Exercising with Ignatius: Part 2
Busted Halo contributor Carolyn Martone goes on silent retreat. Find out what happens during the final days of her eight days in silence and reflection at Linwood Spiritual Center in Rhinebeck, N.Y. What happened days one through four? Read Part 1.
“Why don’t you go and rest by the pool?” my spiritual director Elizabeth Anne suggested. I was floored. The pool? Was it really okay to sit by a pool? This wasn’t spring break in Cancun or an episode of The Love Boat after all. Ninety degree heat or not, this was a serious week of making a serious commitment to begin the very serious Spiritual Exercises.
Didn’t Ignatius suffer in the desert of Manresa for a month in order to grow worthy of hearing the voice of God? It had to have been hotter in the desert than here in upstate New York. Hadn’t every underlying theme of 17 years of Catholic education been to fear pleasure in each and every one of its forms? To my surprise, more than half of the retreatants were there, swimming or lying in the sun. Unlike me, they did not seem to be obsessing over the antiquated notion of “You can’t have fun and still be Catholic.”
I tried to swim a few laps, though every fiber of my being wanted to shout out “Marco?” knowing instinctively that hearing a response of “Polo!” was not an option here. Would I even make it to the end of the week?
Today I was supposed to leave the retreat for a few hours for a meeting. I found myself not wanting to leave the grounds. The thought of engaging in real-world conversation seemed burdensome; plus, it would threaten any progress toward surrendering to the silence. I decided to stay. The meeting could wait; so could Walgreens. Who needs Burt’s Bees when you have the Lord? Maybe it’s taken me five days to accept the silence, but I can’t deny that it is working. I’m becoming aware that there is a world beyond the physical; the burdens of this life are temporary.
I was lying in a hammock overlooking the Hudson River when the words of a Wordsworth poem suddenly came to mind: “The world is too much with us.” I looked around at the beauty of the Hudson River Valley and felt embraced by the summer sun. The silence became my salvation, and I drank it in, experiencing a blissful state of what I can only compare to childhood. The silence returned to me a sense of gratitude for things I usually took for granted. I didn’t talk to birds or count the stars, but I noticed them again, for what felt like the first time. I allowed myself to do absolutely nothing and somehow experience everything. “This is what it means to be free.”
By nightfall, I no longer missed Yahoo!, Google, or Netflix.
I tried centering prayer for the first time.
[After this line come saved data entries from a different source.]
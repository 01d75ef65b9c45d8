//! Process-wide store handle reuse.
//!
//! [`ConnectionCache`] keeps at most one live handle. A cached handle is pinged before every
//! reuse; a failed ping discards it and a fresh handle is created in the same critical section,
//! so concurrent callers never race to replace it.

use std::{sync::Arc, time::Duration};

use tokio::{sync::Mutex, time};

use crate::{
	Error, Result,
	memory::MemoryStore,
	pg::PgStore,
	store::{BoxFuture, DocumentStore},
};

/// Creates new store handles for a [`ConnectionCache`].
pub trait Connector
where
	Self: Send + Sync,
{
	fn connect(&self) -> BoxFuture<'_, Result<Arc<dyn DocumentStore>>>;
}

pub struct PgConnector {
	cfg: screener_config::Postgres,
	collections: Vec<String>,
}
impl PgConnector {
	pub fn new(cfg: screener_config::Postgres, collections: Vec<String>) -> Self {
		Self { cfg, collections }
	}

	pub fn from_config(cfg: &screener_config::Storage) -> Self {
		let collections = &cfg.collections;

		Self::new(
			cfg.postgres.clone(),
			vec![
				collections.adverse_media.clone(),
				collections.judgment.clone(),
				collections.changelogs.clone(),
				collections.history.clone(),
				collections.ongoing_monitoring.clone(),
				collections.history_result.clone(),
			],
		)
	}
}

impl Connector for PgConnector {
	fn connect(&self) -> BoxFuture<'_, Result<Arc<dyn DocumentStore>>> {
		Box::pin(async move {
			let store = PgStore::connect(&self.cfg).await?;

			if self.cfg.ensure_schema {
				store.ensure_schema(self.collections.iter().map(String::as_str)).await?;
			}

			Ok(Arc::new(store) as Arc<dyn DocumentStore>)
		})
	}
}

/// Always hands out the same store. Used for embedded runs over a [`MemoryStore`].
pub struct FixedConnector(pub Arc<dyn DocumentStore>);
impl FixedConnector {
	pub fn memory(store: MemoryStore) -> Self {
		Self(Arc::new(store))
	}
}

impl Connector for FixedConnector {
	fn connect(&self) -> BoxFuture<'_, Result<Arc<dyn DocumentStore>>> {
		let store = self.0.clone();

		Box::pin(async move { Ok(store) })
	}
}

pub struct ConnectionCache {
	connector: Arc<dyn Connector>,
	ping_timeout: Duration,
	slot: Mutex<Option<Arc<dyn DocumentStore>>>,
}
impl ConnectionCache {
	pub fn new(connector: Arc<dyn Connector>, ping_timeout: Duration) -> Self {
		Self { connector, ping_timeout, slot: Mutex::new(None) }
	}

	/// Returns a live handle, reusing the cached one when its ping succeeds.
	///
	/// A failure to create a new handle is reported as [`Error::Connection`] and is not retried.
	pub async fn acquire(&self) -> Result<Arc<dyn DocumentStore>> {
		let mut slot = self.slot.lock().await;

		if let Some(store) = slot.as_ref().cloned() {
			match time::timeout(self.ping_timeout, store.ping()).await {
				Ok(Ok(())) => return Ok(store),
				Ok(Err(err)) => {
					tracing::warn!(error = %err, "Cached store handle failed its ping. Reconnecting.");
				},
				Err(_) => {
					tracing::warn!(
						timeout_ms = self.ping_timeout.as_millis() as u64,
						"Cached store handle ping timed out. Reconnecting."
					);
				},
			}

			*slot = None;

			store.close().await;
		}

		let store = self
			.connector
			.connect()
			.await
			.map_err(|err| Error::Connection { message: err.to_string() })?;

		tracing::info!("Store handle created.");

		*slot = Some(store.clone());

		Ok(store)
	}

	/// Drops the cached handle so the next [`ConnectionCache::acquire`] reconnects.
	pub async fn invalidate(&self) {
		if let Some(stale) = self.slot.lock().await.take() {
			stale.close().await;
		}
	}

	pub async fn is_cached(&self) -> bool {
		self.slot.lock().await.is_some()
	}
}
I’ve never been one for meditation. I get bored quickly. I want to be doing something – anything! My mind tends to react to the very word “meditate” much like my dog reacts to the sight of her leash being lifted off of the doorknob: ready to bolt immediately. The reason I could more readily accept centering prayer was that it was directed at God. I sat on a wooden porch swing that overlooked the Hudson. Looking out at the river, I repeated five words over and over again: “My soul magnifies the Lord.” I would say these words over again to myself until the noise in my mind began to fade. These were Mary’s words, not mine. Mary who sacrificed everything, Mary who said yes without hesitation, Mary who made possible the incarnation. The words calm me.
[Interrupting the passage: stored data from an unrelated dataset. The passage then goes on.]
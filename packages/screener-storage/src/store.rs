use std::{future::Future, pin::Pin, time::Duration};

use serde_json::{Map, Value};

use crate::{
	Error, Result,
	pipeline::{Filter, Pipeline},
};

pub type BoxFuture<'a, T> = Pin<Box<dyn Future<Output = T> + Send + 'a>>;

/// A document store addressed by collection name.
///
/// Documents are JSON objects identified by their `_id` field.
pub trait DocumentStore
where
	Self: Send + Sync,
{
	/// Cheap liveness check.
	fn ping(&self) -> BoxFuture<'_, Result<()>>;

	fn aggregate<'a>(
		&'a self,
		collection: &'a str,
		pipeline: &'a Pipeline,
	) -> BoxFuture<'a, Result<Vec<Value>>>;

	fn find<'a>(&'a self, collection: &'a str, filter: &'a Filter)
	-> BoxFuture<'a, Result<Vec<Value>>>;

	/// Inserts `doc`, assigning a fresh `_id` when it has none, and returns the `_id`.
	fn insert<'a>(&'a self, collection: &'a str, doc: Value) -> BoxFuture<'a, Result<Value>>;

	/// Merges `fields` into the top level of every matching document. Returns the number of
	/// documents updated.
	fn set_fields<'a>(
		&'a self,
		collection: &'a str,
		filter: &'a Filter,
		fields: Map<String, Value>,
	) -> BoxFuture<'a, Result<u64>>;

	fn close(&self) -> BoxFuture<'_, ()> {
		Box::pin(async {})
	}
}

/// Runs a store call, failing with [`Error::Timeout`] once `timeout` elapses.
pub async fn bounded<T, F>(operation: &'static str, timeout: Duration, call: F) -> Result<T>
where
	F: Future<Output = Result<T>>,
{
	tokio::time::timeout(timeout, call)
		.await
		.map_err(|_| Error::Timeout { operation, timeout_ms: timeout.as_millis() as u64 })?
}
The last day of the retreat, I felt some anxiety about going back into the world. I was most afraid of losing the sense of peace I finally found in the silence, once the realities of my life set in. Yet I had changed. I had a coping mechanism now, a new way of embracing my place in the world. So many aspects of Ignatian spirituality are practical and easily made personal. During the week I had started to practice The Examen, a nightly reflection on the events of one’s day that focuses upon gratitude. The Examen is a daily reminder that I am one being in a universe of many. When my problems become overwhelming, I’m reminded that it could always be worse, and for many people in the world, it is. I become grateful for the ordinary aspects of the day that when written down, become extraordinary, miraculous even. But could I continue my life seeking God in all things? I had already found God in the existence of my dog, caffeine, Nick Drake’s Pink Moon CD, and 1970s Saturday Night Live episodes. Now I needed to locate God in the existence of Fox News, chain restaurants, and people who push in the subway.
In the time that has passed since the retreat, I have often missed the silence. Somehow, the moments when I’ve tried to recreate the retreat on my own just aren’t as powerful as those given to me when I found myself lying in a hammock overlooking the Hudson. (The view from my couch is simply not the same; go figure.) Yet, what remains is the faith that I must continue to listen and to wait. To take as much time in silence as my life in the world will allow. Sometimes on a crowded subway train, when I feel trapped in time and space, or times when I feel imprisoned by rules I did not choose but must follow if I want to keep citizenship in this world, I go back in my mind to that afternoon when I swung back and forth on a porch swing over the Hudson River, feeling as though I was being pushed towards a God I hoped would catch me.